Parallel to the start of the summit, on Monday 17 July, activists from more than 50 civil society organisations built and tore down a giant three metre high “EU-Mercosur Greed Jenga Tower” in front of the European Parliament in Brussels in protest against the trade agreement and to call on policy-makers from both sides of the Atlantic to stop the negotiations for the sake of people, animals and the planet. Images for use can be accessed here (if using, please indicate (c) Johanna de Tessieres/Greenpeace).
As recently as late May, the European Commission had touted this summit as an important milestone for EU-Mercosur trade negotiations, which have been going on for over 20 years. Since Luiz Inácio Lula da Silva took over as President of Brazil in January 2023, negotiations behind closed doors have focused on an annex to the agreement. A draft of the annex was leaked in March 2023.
The proposed EU-Mercosur deal has come under fire from several governments and parliaments, as well as farmers, trade unions and civil society from both sides of the Atlantic, as a disaster for local agriculture, nature, workers, local industry, human and animal rights, biodiversity and the climate.

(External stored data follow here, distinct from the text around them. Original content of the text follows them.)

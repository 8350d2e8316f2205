use std::path::PathBuf;

use anyhow::Result;

use crate::args::{GenerateArgs, Style};
use crate::icon::font::LabelFont;
use crate::png::encoder::{write_png, SolidRaster};

pub mod font;
pub mod text;

pub const STEEL_BLUE: [u8; 3] = [70, 130, 180];
pub const OPAQUE: u8 = u8::MAX;
pub const LABEL_COLOR: [u8; 4] = [255, 255, 255, OPAQUE];
pub const LABEL_TEXT: &str = "EK";

#[derive(Clone, Copy, Debug, PartialEq, Eq)]
pub struct IconTarget {
    pub size: u32,
    pub file_name: &'static str,
}

/// Icon files expected by the application bundler. The `@2x` variant is
/// double the size of its base name.
pub const ICON_TARGETS: [IconTarget; 3] = [
    IconTarget {
        size: 32,
        file_name: "32x32.png",
    },
    IconTarget {
        size: 128,
        file_name: "128x128.png",
    },
    IconTarget {
        size: 256,
        file_name: "128x128@2x.png",
    },
];

/// Writes every icon target into the output directory, creating it first.
/// Returns the written paths in target order.
pub fn generate(args: &GenerateArgs) -> Result<Vec<PathBuf>> {
    std::fs::create_dir_all(&args.out_dir)?;

    let mut label_font = None;
    let mut written = Vec::with_capacity(ICON_TARGETS.len());

    for target in &ICON_TARGETS {
        let path = args.out_dir.join(target.file_name);
        let size = target.size;

        match args.style {
            Style::Text => {
                let font = label_font.get_or_insert_with(|| LabelFont::load(&args.font));
                text::render_label(size, font).save_with_format(&path, image::ImageFormat::Png)?;
            }
            Style::Rgba => {
                let [r, g, b] = STEEL_BLUE;
                write_png(&path, &SolidRaster::rgba(size, size, [r, g, b, OPAQUE])?)?;
            }
            Style::Rgb => {
                write_png(&path, &SolidRaster::rgb(size, size, STEEL_BLUE)?)?;
            }
        }

        log::info!("{}", creation_message(target, args.style));
        written.push(path);
    }

    log::info!("Icon creation completed in {}", args.out_dir.display());

    Ok(written)
}

fn creation_message(target: &IconTarget, style: Style) -> String {
    let [r, g, b] = STEEL_BLUE;
    let size = target.size;

    match style {
        Style::Text => format!("Created {}", target.file_name),
        Style::Rgba => format!(
            "Created {} - {size}x{size} RGBA({r}, {g}, {b}, {OPAQUE})",
            target.file_name
        ),
        Style::Rgb => format!(
            "Created {} - {size}x{size} RGB({r}, {g}, {b})",
            target.file_name
        ),
    }
}
use std::io::Write;
use std::path::Path;

use anyhow::Result;
use flate2::write::ZlibEncoder;
use flate2::Compression;
use serde::Serialize;

use crate::error::Error;
use crate::png::chunk::{write_chunk, FRAMING_LENGTH, IDAT, IEND, IHDR};
use crate::png::{MAX_FIELD_VALUE, SIGNATURE};

pub const BIT_DEPTH: u8 = 8;

/// Filter type 0: scanline bytes are stored as-is.
pub const FILTER_NONE: u8 = 0;

#[derive(Clone, Copy, Debug, PartialEq, Eq, Serialize)]
#[serde(rename_all = "lowercase")]
pub enum ColorType {
    Rgb,
    Rgba,
}

impl ColorType {
    pub fn code(self) -> u8 {
        match self {
            ColorType::Rgb => 2,
            ColorType::Rgba => 6,
        }
    }

    pub fn from_code(code: u8) -> Option<Self> {
        match code {
            2 => Some(ColorType::Rgb),
            6 => Some(ColorType::Rgba),
            _ => None,
        }
    }

    pub fn channels(self) -> usize {
        match self {
            ColorType::Rgb => 3,
            ColorType::Rgba => 4,
        }
    }
}

/// An image in which every pixel has the same color.
#[derive(Clone, Debug)]
pub struct SolidRaster {
    width: u32,
    height: u32,
    color_type: ColorType,
    pixel: [u8; 4],
}

impl SolidRaster {
    pub fn rgb(width: u32, height: u32, color: [u8; 3]) -> Result<Self> {
        let [r, g, b] = color;
        Self::new(width, height, ColorType::Rgb, [r, g, b, 0])
    }

    pub fn rgba(width: u32, height: u32, color: [u8; 4]) -> Result<Self> {
        Self::new(width, height, ColorType::Rgba, color)
    }

    fn new(width: u32, height: u32, color_type: ColorType, pixel: [u8; 4]) -> Result<Self> {
        let valid = |value: u32| (1..=MAX_FIELD_VALUE).contains(&value);
        if !valid(width) || !valid(height) {
            return Err(Error::InvalidDimensions { width, height }.into());
        }

        Ok(Self {
            width,
            height,
            color_type,
            pixel,
        })
    }

    pub fn dimensions(&self) -> (u32, u32) {
        (self.width, self.height)
    }

    pub fn color_type(&self) -> ColorType {
        self.color_type
    }

    pub fn pixel(&self) -> &[u8] {
        &self.pixel[..self.color_type.channels()]
    }

    /// Unfiltered pixel rows, each prefixed with its filter byte.
    pub fn scanlines(&self) -> Vec<u8> {
        let row_length = 1 + self.width as usize * self.color_type.channels();
        let mut row = Vec::with_capacity(row_length);
        row.push(FILTER_NONE);
        for _ in 0..self.width {
            row.extend_from_slice(self.pixel());
        }

        row.repeat(self.height as usize)
    }

    fn header(&self) -> [u8; 13] {
        let mut header = [0; 13];
        header[0..4].copy_from_slice(&self.width.to_be_bytes());
        header[4..8].copy_from_slice(&self.height.to_be_bytes());
        header[8] = BIT_DEPTH;
        header[9] = self.color_type.code();
        // compression, filter and interlace methods stay 0
        header
    }
}

pub fn encode(raster: &SolidRaster) -> Result<Vec<u8>> {
    let mut compressor = ZlibEncoder::new(Vec::new(), Compression::default());
    compressor.write_all(&raster.scanlines())?;
    let compressed = compressor.finish()?;

    let header = raster.header();
    let mut png = Vec::with_capacity(
        SIGNATURE.len() + 3 * FRAMING_LENGTH + header.len() + compressed.len(),
    );
    png.extend_from_slice(&SIGNATURE);
    write_chunk(&mut png, &IHDR, &header)?;
    write_chunk(&mut png, &IDAT, &compressed)?;
    write_chunk(&mut png, &IEND, &[])?;

    Ok(png)
}

pub fn write_png(path: &Path, raster: &SolidRaster) -> Result<()> {
    let png = encode(raster)?;
    std::fs::write(path, png)?;
    Ok(())
}
pub mod chunk;
pub mod encoder;
pub mod inspect;

pub const SIGNATURE: [u8; 8] = [0x89, b'P', b'N', b'G', 0x0D, 0x0A, 0x1A, 0x0A];

/// Largest value allowed in a chunk length or IHDR dimension field.
pub const MAX_FIELD_VALUE: u32 = i32::MAX as u32;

Assessments from several organisations show that lower tariffs and controls on products like car parts, pesticides from Europe and beef and poultry from South American countries will increase the already alarming rate at which nature is destroyed.
Over 200 organisations call on policy-makers to stand up for the democratic scrutiny of trade agreements and to oppose the European Commission’s attempts to approve the ‘trade’ part of the deal without the unanimous support of EU member states and without national ratification by parliaments throughout the EU. Such a manoeuvre would be a violation of the negotiating mandate that EU member states gave to the Commission, according to a recent legal analysis.